// In-memory registry of drafts being built up item by item.

use std::collections::HashMap;

use serde::Serialize;
use tracing::debug;
use uuid::Uuid;

use crate::assembler::{Assembly, DraftAssembler};
use crate::document::Canvas;
use crate::error::DraftError;
use crate::request::{
    AudioItem, DraftRequest, ImageItem, TextItem, TextTrackSpec, VideoItem, DEFAULT_TEXT_TRACK,
};
use crate::time::TimeRange;
use crate::track::TrackKind;

struct ManagedDraft {
    request: DraftRequest,
    /// Last assembly; cleared whenever the request changes.
    assembly: Option<Assembly>,
}

#[derive(Debug, Clone, PartialEq, Serialize)]
pub struct DraftSummary {
    pub id: Uuid,
    pub name: String,
    pub items: usize,
    /// Duration of the last assembly in microseconds; 0 if never assembled.
    pub duration: u64,
}

/// A segment of the last assembly that covers a queried instant.
#[derive(Debug, Clone, PartialEq, Serialize)]
pub struct TimelineHit {
    pub kind: TrackKind,
    pub track: String,
    pub segment_id: String,
    pub material_id: String,
    pub range: TimeRange,
}

/// Owns every draft a caller is working on, keyed by generated id.
#[derive(Default)]
pub struct DraftManager {
    drafts: HashMap<Uuid, ManagedDraft>,
}

impl DraftManager {
    pub fn new() -> Self {
        Self::default()
    }

    pub fn create(&mut self, name: impl Into<String>, canvas: Canvas) -> Uuid {
        let id = Uuid::new_v4();
        let request = DraftRequest { canvas: Some(canvas), ..DraftRequest::named(name) };
        debug!(%id, name = %request.draft_name, "draft created");
        self.drafts.insert(id, ManagedDraft { request, assembly: None });
        id
    }

    pub fn get(&self, id: Uuid) -> Result<&DraftRequest, DraftError> {
        self.entry(id).map(|draft| &draft.request)
    }

    /// Mutable access to the request. Any previous assembly is discarded.
    pub fn get_mut(&mut self, id: Uuid) -> Result<&mut DraftRequest, DraftError> {
        let draft = self.entry_mut(id)?;
        draft.assembly = None;
        Ok(&mut draft.request)
    }

    pub fn remove(&mut self, id: Uuid) -> Result<DraftRequest, DraftError> {
        self.drafts.remove(&id).map(|draft| draft.request).ok_or(DraftError::DraftNotFound(id))
    }

    pub fn contains(&self, id: Uuid) -> bool {
        self.drafts.contains_key(&id)
    }

    /// Summaries ordered by name, then id.
    pub fn list(&self) -> Vec<DraftSummary> {
        let mut summaries: Vec<DraftSummary> = self
            .drafts
            .iter()
            .map(|(id, draft)| DraftSummary {
                id: *id,
                name: draft.request.draft_name.clone(),
                items: draft.request.item_count(),
                duration: draft.assembly.as_ref().map_or(0, |a| a.document.duration()),
            })
            .collect();
        summaries.sort_by(|a, b| a.name.cmp(&b.name).then(a.id.cmp(&b.id)));
        summaries
    }

    // ── Items ──────────────────────────────────────────────────────

    pub fn add_video(&mut self, id: Uuid, item: VideoItem) -> Result<(), DraftError> {
        self.get_mut(id)?.videos.push(item);
        Ok(())
    }

    /// Replace the video at `index`, returning the old one.
    pub fn update_video(
        &mut self,
        id: Uuid,
        index: usize,
        item: VideoItem,
    ) -> Result<VideoItem, DraftError> {
        self.edit(id, |request| replace_at(id, "videos", &mut request.videos, index, item))
    }

    pub fn remove_video(&mut self, id: Uuid, index: usize) -> Result<VideoItem, DraftError> {
        self.edit(id, |request| remove_at(id, "videos", &mut request.videos, index))
    }

    pub fn add_audio(&mut self, id: Uuid, item: AudioItem) -> Result<(), DraftError> {
        self.get_mut(id)?.audios.push(item);
        Ok(())
    }

    pub fn update_audio(
        &mut self,
        id: Uuid,
        index: usize,
        item: AudioItem,
    ) -> Result<AudioItem, DraftError> {
        self.edit(id, |request| replace_at(id, "audios", &mut request.audios, index, item))
    }

    pub fn remove_audio(&mut self, id: Uuid, index: usize) -> Result<AudioItem, DraftError> {
        self.edit(id, |request| remove_at(id, "audios", &mut request.audios, index))
    }

    pub fn add_image(&mut self, id: Uuid, item: ImageItem) -> Result<(), DraftError> {
        self.get_mut(id)?.images.push(item);
        Ok(())
    }

    pub fn remove_image(&mut self, id: Uuid, index: usize) -> Result<ImageItem, DraftError> {
        self.edit(id, |request| remove_at(id, "images", &mut request.images, index))
    }

    /// Add a caption to the named text track, creating the track with the
    /// next relative index on first use.
    pub fn add_text(&mut self, id: Uuid, track: &str, item: TextItem) -> Result<(), DraftError> {
        let request = self.get_mut(id)?;
        match request.text_tracks.iter_mut().find(|spec| spec.name == track) {
            Some(spec) => spec.texts.push(item),
            None => {
                let relative_index = request.text_tracks.len() as i32 + 1;
                request.text_tracks.push(TextTrackSpec {
                    name: track.to_string(),
                    relative_index: Some(relative_index),
                    texts: vec![item],
                });
            }
        }
        Ok(())
    }

    pub fn update_text(
        &mut self,
        id: Uuid,
        track: &str,
        index: usize,
        item: TextItem,
    ) -> Result<TextItem, DraftError> {
        self.edit(id, |request| {
            let texts = texts_mut(request, track)?;
            replace_at(id, &format!("texts[{track}]"), texts, index, item)
        })
    }

    /// Remove a caption. The track itself stays, even when emptied.
    pub fn remove_text(
        &mut self,
        id: Uuid,
        track: &str,
        index: usize,
    ) -> Result<TextItem, DraftError> {
        self.edit(id, |request| {
            let texts = texts_mut(request, track)?;
            remove_at(id, &format!("texts[{track}]"), texts, index)
        })
    }

    /// Segments of the last assembly covering `at` microseconds.
    pub fn items_at(&self, id: Uuid, at: u64) -> Result<Vec<TimelineHit>, DraftError> {
        let assembly = self.entry(id)?.assembly.as_ref().ok_or(DraftError::NotAssembled(id))?;
        Ok(assembly
            .document
            .segments_at(at)
            .map(|(track, segment)| TimelineHit {
                kind: track.kind,
                track: track.name.clone(),
                segment_id: segment.id.clone(),
                material_id: segment.material_id.clone(),
                range: segment.target_range,
            })
            .collect())
    }

    /// Assemble the draft and keep the result for later retrieval.
    pub fn assemble(&mut self, id: Uuid, assembler: &DraftAssembler) -> Result<&Assembly, DraftError> {
        let draft = self.entry_mut(id)?;
        let assembly = assembler.assemble(&draft.request)?;
        Ok(draft.assembly.insert(assembly))
    }

    pub fn assembly(&self, id: Uuid) -> Result<Option<&Assembly>, DraftError> {
        self.entry(id).map(|draft| draft.assembly.as_ref())
    }

    /// Apply `change` to the request; the stored assembly is dropped only
    /// when the change succeeds.
    fn edit<T>(
        &mut self,
        id: Uuid,
        change: impl FnOnce(&mut DraftRequest) -> Result<T, DraftError>,
    ) -> Result<T, DraftError> {
        let draft = self.entry_mut(id)?;
        let result = change(&mut draft.request)?;
        draft.assembly = None;
        Ok(result)
    }

    fn entry(&self, id: Uuid) -> Result<&ManagedDraft, DraftError> {
        self.drafts.get(&id).ok_or(DraftError::DraftNotFound(id))
    }

    fn entry_mut(&mut self, id: Uuid) -> Result<&mut ManagedDraft, DraftError> {
        self.drafts.get_mut(&id).ok_or(DraftError::DraftNotFound(id))
    }
}

/// The caption list behind `track`: a named text track, or the flat
/// `texts` list for the default track name.
fn texts_mut<'a>(
    request: &'a mut DraftRequest,
    track: &str,
) -> Result<&'a mut Vec<TextItem>, DraftError> {
    if let Some(position) = request.text_tracks.iter().position(|spec| spec.name == track) {
        return Ok(&mut request.text_tracks[position].texts);
    }
    if track == DEFAULT_TEXT_TRACK {
        return Ok(&mut request.texts);
    }
    Err(DraftError::TrackNotFound { kind: TrackKind::Text, name: track.to_string() })
}

fn replace_at<T>(
    draft: Uuid,
    list: &str,
    items: &mut [T],
    index: usize,
    item: T,
) -> Result<T, DraftError> {
    match items.get_mut(index) {
        Some(slot) => Ok(std::mem::replace(slot, item)),
        None => Err(DraftError::ItemNotFound { draft, item: format!("{list}[{index}]") }),
    }
}

fn remove_at<T>(draft: Uuid, list: &str, items: &mut Vec<T>, index: usize) -> Result<T, DraftError> {
    if index >= items.len() {
        return Err(DraftError::ItemNotFound { draft, item: format!("{list}[{index}]") });
    }
    Ok(items.remove(index))
}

How to complete this task:
Across the entries above, find the lines with the string "Option" and copy them.

Exercise response:
    assembly: Option<Assembly>,
    pub fn assembly(&self, id: Uuid) -> Result<Option<&Assembly>, DraftError> {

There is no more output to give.